### WHAT NEEDS TO BE DONE
Please output the section of the listing below that opens with the line containing "pub struct LogConfig" and closes with the line containing "let (writer, guard)", exactly and with nothing else.

### SOURCE INFORMATION
// crates/observability/src/lib.rs
//! Tracing setup shared by the autofollow binaries.
//!
//! `RUST_LOG` wins over the configured default filter. Console output is
//! compact text or JSON; an optional directory adds a daily-rolling JSON log
//! file written off-thread.

use std::path::PathBuf;
use std::str::FromStr;

use anyhow::Context;
use thiserror::Error;
use tracing_appender::non_blocking::WorkerGuard;
use tracing_subscriber::layer::SubscriberExt;
use tracing_subscriber::util::SubscriberInitExt;
use tracing_subscriber::{fmt, EnvFilter, Layer, Registry};

/// Filter used when `RUST_LOG` is unset. Targets match by prefix, so
/// `autofollow` covers every workspace crate.
pub const DEFAULT_FILTER: &str = "warn,autofollow=info";

/// File name prefix of the rolling log.
pub const LOG_FILE_PREFIX: &str = "autofollow.log";

#[derive(Debug, Clone, Copy, PartialEq, Eq, Default)]
pub enum LogFormat {
    #[default]
    Compact,
    Json,
}

#[derive(Debug, Error, PartialEq, Eq)]
#[error("unknown log format {0:?} (expected \"compact\" or \"json\")")]
pub struct UnknownLogFormat(pub String);

impl FromStr for LogFormat {
    type Err = UnknownLogFormat;

    fn from_str(s: &str) -> Result<Self, Self::Err> {
        match s.trim().to_ascii_lowercase().as_str() {
            "compact" | "text" => Ok(Self::Compact),
            "json" => Ok(Self::Json),
            _ => Err(UnknownLogFormat(s.to_string())),
        }
    }
}

#[derive(Debug, Clone, PartialEq, Eq)]
pub struct LogConfig {
    pub format: LogFormat,
    /// Directory for the rolling log file; console only when `None`.
    pub directory: Option<PathBuf>,
    pub default_filter: String,
}

impl Default for LogConfig {
    fn default() -> Self {
        Self {
            format: LogFormat::Compact,
            directory: None,
            default_filter: DEFAULT_FILTER.to_string(),
        }
    }
}

/// Keeps the file writer alive. Dropping it flushes pending lines.
#[must_use = "dropping the guard stops file logging"]
pub struct LogGuard {
    _file: Option<WorkerGuard>,
}

/// `RUST_LOG` if set and valid, otherwise `default`.
pub fn env_filter(default: &str) -> EnvFilter {
    EnvFilter::try_from_default_env().unwrap_or_else(|_| EnvFilter::new(default))
}

/// Install the global subscriber. Fails if one is already installed or the
/// log directory cannot be created.
pub fn init_tracing(config: &LogConfig) -> anyhow::Result<LogGuard> {
    let mut layers: Vec<Box<dyn Layer<Registry> + Send + Sync>> = Vec::new();

    layers.push(match config.format {
        LogFormat::Compact => fmt::layer().compact().boxed(),
        LogFormat::Json => fmt::layer().json().boxed(),
    });

    let file_guard = match &config.directory {
        Some(dir) => {
            std::fs::create_dir_all(dir)
                .with_context(|| format!("creating log directory {}", dir.display()))?;
            let appender = tracing_appender::rolling::daily(dir, LOG_FILE_PREFIX);
            let (writer, guard) = tracing_appender::non_blocking(appender);
            layers.push(
                fmt::layer()
                    .json()
                    .with_ansi(false)
                    .with_writer(writer)
                    .boxed(),
            );
            Some(guard)
        }
        None => None,
    };

    tracing_subscriber::registry()
        .with(layers)
        .with(env_filter(&config.default_filter))
        .try_init()
        .context("installing tracing subscriber")?;

    Ok(LogGuard { _file: file_guard })
}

### SOLUTION TO THIS PROBLEM
pub struct LogConfig {
    pub format: LogFormat,
    /// Directory for the rolling log file; console only when `None`.
    pub directory: Option<PathBuf>,
    pub default_filter: String,
}

impl Default for LogConfig {
    fn default() -> Self {
        Self {
            format: LogFormat::Compact,
            directory: None,
            default_filter: DEFAULT_FILTER.to_string(),
        }
    }
}

/// Keeps the file writer alive. Dropping it flushes pending lines.
#[must_use = "dropping the guard stops file logging"]
pub struct LogGuard {
    _file: Option<WorkerGuard>,
}

/// `RUST_LOG` if set and valid, otherwise `default`.
pub fn env_filter(default: &str) -> EnvFilter {
    EnvFilter::try_from_default_env().unwrap_or_else(|_| EnvFilter::new(default))
}

/// Install the global subscriber. Fails if one is already installed or the
/// log directory cannot be created.
pub fn init_tracing(config: &LogConfig) -> anyhow::Result<LogGuard> {
    let mut layers: Vec<Box<dyn Layer<Registry> + Send + Sync>> = Vec::new();

    layers.push(match config.format {
        LogFormat::Compact => fmt::layer().compact().boxed(),
        LogFormat::Json => fmt::layer().json().boxed(),
    });

    let file_guard = match &config.directory {
        Some(dir) => {
            std::fs::create_dir_all(dir)
                .with_context(|| format!("creating log directory {}", dir.display()))?;
            let appender = tracing_appender::rolling::daily(dir, LOG_FILE_PREFIX);
            let (writer, guard) = tracing_appender::non_blocking(appender);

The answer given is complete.